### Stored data

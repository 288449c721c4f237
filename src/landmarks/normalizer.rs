//! Landmark Normalizer - wrist-anchored, palm-scaled, EMA-smoothed pose vectors
//!
//! Each coordinate becomes `(raw - wrist) / palm_width`, flattened in canonical
//! landmark order. The result is then smoothed against the previous vector of
//! the same hand:
//!
//! ```text
//! smoothed[t] = alpha * normalized[t] + (1 - alpha) * smoothed[t - 1]
//! ```
//!
//! The first observation of a hand is passed through unsmoothed. Smoothing
//! state lives in a [`SmoothingStore`] owned by the caller, so nothing here is
//! global and a lost hand simply loses its entry.

use std::collections::HashMap;

use crate::config::NormalizerConfig;
use crate::error::InputError;

use super::{HandObservation, Handedness, LandmarkSet, PoseVector, POSE_VECTOR_LEN};

/// Smoothing state for one tracked hand
#[derive(Debug, Clone, PartialEq)]
pub struct HandSmoothingState {
    previous: [f32; POSE_VECTOR_LEN],
    samples: u64,
}

impl HandSmoothingState {
    pub fn samples(&self) -> u64 {
        self.samples
    }

    pub fn previous(&self) -> &[f32; POSE_VECTOR_LEN] {
        &self.previous
    }
}

/// Keyed store of per-hand smoothing state
#[derive(Debug, Default)]
pub struct SmoothingStore {
    states: HashMap<Handedness, HandSmoothingState>,
}

impl SmoothingStore {
    pub fn new() -> Self {
        Self::default()
    }

    pub fn get(&self, hand: Handedness) -> Option<&HandSmoothingState> {
        self.states.get(&hand)
    }

    pub fn contains(&self, hand: Handedness) -> bool {
        self.states.contains_key(&hand)
    }

    /// Forget a hand, so its next observation starts unsmoothed
    pub fn reset(&mut self, hand: Handedness) {
        if self.states.remove(&hand).is_some() {
            tracing::debug!("[LandmarkNormalizer] Smoothing reset for {:?}", hand);
        }
    }

    /// Drop state of every hand that is not in `present`
    pub fn retain_present(&mut self, present: &[Handedness]) {
        self.states.retain(|hand, _| present.contains(hand));
    }

    pub fn len(&self) -> usize {
        self.states.len()
    }

    pub fn is_empty(&self) -> bool {
        self.states.is_empty()
    }
}

/// Converts landmark sets into smoothed pose vectors
#[derive(Debug, Clone)]
pub struct LandmarkNormalizer {
    alpha: f32,
    min_scale: f32,
}

impl LandmarkNormalizer {
    pub fn new(config: &NormalizerConfig) -> Self {
        Self {
            alpha: config.smoothing_alpha.clamp(0.0, 1.0),
            min_scale: config.min_scale.max(f32::EPSILON),
        }
    }

    pub fn alpha(&self) -> f32 {
        self.alpha
    }

    /// Palm width, or the minimum scale for degenerate poses
    pub fn scale_for(&self, set: &LandmarkSet) -> f32 {
        let width = set.palm_width();
        if width > self.min_scale {
            width
        } else {
            self.min_scale
        }
    }

    /// Anchor/scale normalization without smoothing. Pure.
    pub fn normalize_unsmoothed(&self, set: &LandmarkSet) -> [f32; POSE_VECTOR_LEN] {
        let anchor = set.wrist();
        let scale = self.scale_for(set);

        let mut out = [0.0_f32; POSE_VECTOR_LEN];
        for (i, point) in set.points().iter().enumerate() {
            let rel = point.sub(&anchor);
            out[i * 3] = rel.x / scale;
            out[i * 3 + 1] = rel.y / scale;
            out[i * 3 + 2] = rel.z / scale;
        }
        out
    }

    /// Normalize and smooth a validated landmark set, updating `store`.
    pub fn normalize(
        &self,
        set: &LandmarkSet,
        hand: Handedness,
        timestamp_ms: f64,
        store: &mut SmoothingStore,
    ) -> PoseVector {
        let raw = self.normalize_unsmoothed(set);

        let smoothed = match store.states.get_mut(&hand) {
            Some(state) => {
                let mut out = [0.0_f32; POSE_VECTOR_LEN];
                for (i, value) in out.iter_mut().enumerate() {
                    *value = self.alpha * raw[i] + (1.0 - self.alpha) * state.previous[i];
                }
                state.previous = out;
                state.samples += 1;
                out
            }
            None => {
                store.states.insert(
                    hand,
                    HandSmoothingState {
                        previous: raw,
                        samples: 1,
                    },
                );
                raw
            }
        };

        PoseVector::new(hand, timestamp_ms, smoothed)
    }

    /// Validate a raw observation and normalize it.
    ///
    /// A malformed set drops the hand's smoothing state, the same as the hand
    /// not being detected this frame.
    pub fn normalize_observation(
        &self,
        observation: &HandObservation,
        timestamp_ms: f64,
        store: &mut SmoothingStore,
    ) -> Result<PoseVector, InputError> {
        match LandmarkSet::try_from(observation) {
            Ok(set) => Ok(self.normalize(&set, observation.handedness, timestamp_ms, store)),
            Err(err) => {
                store.reset(observation.handedness);
                Err(err)
            }
        }
    }
}

impl Default for LandmarkNormalizer {
    fn default() -> Self {
        Self::new(&NormalizerConfig::default())
    }
}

### Exercise description
A single number, please: the count of lines above that contain the string "InputError".

### Solution for this task
2